La forêt de Troisfontaines est le cadre d’une opération de grande envergure : le comptage des chevreuils. Pendant plusieurs semaines, plus de 200 bénévoles capturent, comptent et effectuent une batterie d’examens sur les cervidés. Derrière, se cache une étude monumentale et quasiment unique en son genre en France sur la population et son environnement.

 

Au loin des trompes… Les aboiements d’un chien, les cris… Il a beau courir, ce petit chevreuil ne pourra pas y échapper. Car, au bout du chemin il y a… un filet et des attrapeurs. Le voilà capturé. Mais rassurez-vous, il ne finira pas sauce grand veneur. Il sera soumis à une batterie d’examens, prise de sang, examen de selle, mesures, etc., et relâché, le soir, en compagnie de ses congénères, dans la partie de la forêt de Troisfontaines où il a été capturé.
Car, on ne le sait pas forcément, mais la forêt de Troisfontaines abrite un espace exceptionnel. Presque unique en son genre. Sur plusieurs centaines d’hectares (toute la zone abritée derrière les clôtures, le long de la route entre Saint-Dizier et Troisfontaines-l’Abbaye), se trouve un territoire à vocation scientifique gérée par l’Office national de la chasse et de la faune sauvage (ONCFS) : «Sur l’ensemble de la planète, il n’y a qu’une dizaine de territoires similaires. Dont deux en France», explique Claude Warnant, technicien de l’équipe “Equilibre forêt gibier”, unité Cervidés et Sanglier de la Direction de la recherche et de l’expertise de l’ONCFS. Jusqu’au 25 février, l’ONCFS va procéder au comptage de la population de chevreuils. Une opération délicate, à but scientifique.
«Il s’agit de comprendre les mécanismes des interactions entre la population des chevreuils et la forêt et entre les individus entre eux, poursuit Claude Warnant. Notre travail à nous, c’est de trouver perpétuellement des outils qui permettent de quantifier la population, pour assurer l’équilibre du milieu.» En fonction des années, la population de chevreuils à Troisfontaines oscille ainsi entre 120 et 160 individus.
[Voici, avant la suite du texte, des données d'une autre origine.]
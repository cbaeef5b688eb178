//! Appointment handlers
//!
//! Client and property references in a request must belong to the caller;
//! anything else is rejected with 400 `INVALID_REFERENCE` before a write.

use std::sync::Arc;

use axum::{extract::State, Extension};
use enfor_core::{
    Appointment, AppointmentFilter, AppointmentStats, CreateAppointmentRequest,
    UpdateAppointmentRequest,
};
use uuid::Uuid;

use crate::auth::AuthenticatedUser;
use crate::error::AppError;
use crate::extract::{ApiPath, ApiQuery, ValidatedJson};
use crate::response::ApiResponse;
use crate::state::AppState;

#[utoipa::path(
    post,
    path = "/api/appointments",
    tag = "appointments",
    request_body = CreateAppointmentRequest,
    responses(
        (status = 201, description = "Appointment created successfully", body = Appointment),
        (status = 400, description = "Invalid input or reference", body = crate::error::ApiError),
    ),
    security(("bearer_auth" = []))
)]
pub async fn create_appointment(
    State(state): State<Arc<AppState>>,
    Extension(user): Extension<AuthenticatedUser>,
    ValidatedJson(request): ValidatedJson<CreateAppointmentRequest>,
) -> Result<ApiResponse<Appointment>, AppError> {
    let appointment = state.appointments.create(user.user_id, request).await?;
    Ok(ApiResponse::created(
        "Appointment created successfully",
        appointment,
    ))
}

/// List the caller's appointments
///
/// Filters combine with AND; results are ordered by date, then time.
#[utoipa::path(
    get,
    path = "/api/appointments",
    tag = "appointments",
    params(AppointmentFilter),
    responses(
        (status = 200, description = "Appointments retrieved successfully", body = [Appointment]),
        (status = 400, description = "Invalid filter", body = crate::error::ApiError),
    ),
    security(("bearer_auth" = []))
)]
pub async fn list_appointments(
    State(state): State<Arc<AppState>>,
    Extension(user): Extension<AuthenticatedUser>,
    ApiQuery(filter): ApiQuery<AppointmentFilter>,
) -> Result<ApiResponse<Vec<Appointment>>, AppError> {
    let appointments = state.appointments.list(user.user_id, &filter).await?;
    Ok(ApiResponse::ok(
        "Appointments retrieved successfully",
        appointments,
    ))
}

#[utoipa::path(
    get,
    path = "/api/appointments/stats",
    tag = "appointments",
    responses(
        (
            status = 200,
            description = "Appointment statistics retrieved successfully",
            body = AppointmentStats
        ),
    ),
    security(("bearer_auth" = []))
)]
pub async fn appointment_stats(
    State(state): State<Arc<AppState>>,
    Extension(user): Extension<AuthenticatedUser>,
) -> Result<ApiResponse<AppointmentStats>, AppError> {
    let stats = state.appointments.stats(user.user_id).await?;
    Ok(ApiResponse::ok(
        "Appointment statistics retrieved successfully",
        stats,
    ))
}

#[utoipa::path(
    get,
    path = "/api/appointments/{id}",
    tag = "appointments",
    params(("id" = Uuid, Path, description = "Appointment id")),
    responses(
        (status = 200, description = "Appointment retrieved successfully", body = Appointment),
        (status = 404, description = "Appointment not found", body = crate::error::ApiError),
    ),
    security(("bearer_auth" = []))
)]
pub async fn get_appointment(
    State(state): State<Arc<AppState>>,
    Extension(user): Extension<AuthenticatedUser>,
    ApiPath(id): ApiPath<Uuid>,
) -> Result<ApiResponse<Appointment>, AppError> {
    let appointment = state.appointments.get(id, user.user_id).await?;
    Ok(ApiResponse::ok(
        "Appointment retrieved successfully",
        appointment,
    ))
}

/// Partial update
///
/// An empty `property_id` removes the property link.
#[utoipa::path(
    put,
    path = "/api/appointments/{id}",
    tag = "appointments",
    params(("id" = Uuid, Path, description = "Appointment id")),
    request_body = UpdateAppointmentRequest,
    responses(
        (status = 200, description = "Appointment updated successfully", body = Appointment),
        (status = 400, description = "Invalid input or reference", body = crate::error::ApiError),
        (status = 404, description = "Appointment not found", body = crate::error::ApiError),
    ),
    security(("bearer_auth" = []))
)]
pub async fn update_appointment(
    State(state): State<Arc<AppState>>,
    Extension(user): Extension<AuthenticatedUser>,
    ApiPath(id): ApiPath<Uuid>,
    ValidatedJson(patch): ValidatedJson<UpdateAppointmentRequest>,
) -> Result<ApiResponse<Appointment>, AppError> {
    let appointment = state.appointments.update(id, user.user_id, patch).await?;
    Ok(ApiResponse::ok(
        "Appointment updated successfully",
        appointment,
    ))
}

#[utoipa::path(
    delete,
    path = "/api/appointments/{id}",
    tag = "appointments",
    params(("id" = Uuid, Path, description = "Appointment id")),
    responses(
        (status = 200, description = "Appointment deleted successfully"),
        (status = 404, description = "Appointment not found", body = crate::error::ApiError),
    ),
    security(("bearer_auth" = []))
)]
pub async fn delete_appointment(
    State(state): State<Arc<AppState>>,
    Extension(user): Extension<AuthenticatedUser>,
    ApiPath(id): ApiPath<Uuid>,
) -> Result<ApiResponse<()>, AppError> {
    state.appointments.delete(id, user.user_id).await?;
    Ok(ApiResponse::message("Appointment deleted successfully"))
}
Une population en bonne santé

Exemple de techniques mises au point à Troisfontaines et désormais appliquées dans toutes les forêts françaises : l’indice kilométrique. Les agents de l’ONCFS définissent un parcours de 6 km, dans le milieu forestier et comptent le nombre d’animaux croisés au cours de ce parcours. Cela donne un indice “nombre d’animaux au kilomètre” qui permet d’avoir une idée de la population totale.
Mais le comptage des animaux à Troisfontaines permet également d’avoir une photographie du milieu naturel. A travers, par exemple, le poids des “chevrillards”, ces petits chevreuils nés en mai : s’ils sont bien nourris, alors le milieu est capable de nourrir toute la population. Par le passé, l’ONCFS a même artificiellement monté la population de chevreuils, pour connaître les limites du milieu. Actuellement, il se régule seul. Et plutôt pas mal, au vu des beaux spécimens qui ont déjà été capturés (une soixantaine à la date de vendredi). Une bonne nouvelle, après une année 2013 catastrophique : les deux tiers des faons nés en mai étaient décédés, à cause d’un printemps trop sec.
Les chevreuils de Troisfontaines sont aussi analysés par des scientifiques. Une chercheuse du CNRS, Emmanuelle Gilot, procède ainsi à des prises de sang et des analyses génétiques. «Elle travaille sur le stress et la sénescence* des animaux», précise Claude Warnant. Elle permettra également d’établir un arbre généalogique des chevreuils de Troisfontaines. Arbre généalogique qui révèle déjà que certaines branches sont plus actives que d’autres…

Caroline Angeli

*C’est-à-dire l’étude du processus de vieillissement biologique.